# YOUR GOAL
Repeat each record word for word.

::::::::

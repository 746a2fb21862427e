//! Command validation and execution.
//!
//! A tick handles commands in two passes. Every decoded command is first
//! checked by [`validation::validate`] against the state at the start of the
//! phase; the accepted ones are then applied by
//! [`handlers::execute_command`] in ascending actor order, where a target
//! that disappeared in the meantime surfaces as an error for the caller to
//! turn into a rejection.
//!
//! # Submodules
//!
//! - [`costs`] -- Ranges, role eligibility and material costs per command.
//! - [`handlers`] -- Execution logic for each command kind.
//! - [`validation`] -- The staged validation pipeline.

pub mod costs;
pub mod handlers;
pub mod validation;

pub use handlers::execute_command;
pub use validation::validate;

::::::::

# RESULT OF THE EXERCISE
repository 746a2fb21862427e
//! Command validation and execution.
//!
//! A tick handles commands in two passes. Every decoded command is first
//! checked by [`validation::validate`] against the state at the start of the
//! phase; the accepted ones are then applied by
//! [`handlers::execute_command`] in ascending actor order, where a target
//! that disappeared in the meantime surfaces as an error for the caller to
//! turn into a rejection.
//!
//! # Submodules
//!
//! - [`costs`] -- Ranges, role eligibility and material costs per command.
//! - [`handlers`] -- Execution logic for each command kind.
//! - [`validation`] -- The staged validation pipeline.

pub mod costs;
pub mod handlers;
pub mod validation;

pub use handlers::execute_command;
pub use validation::validate;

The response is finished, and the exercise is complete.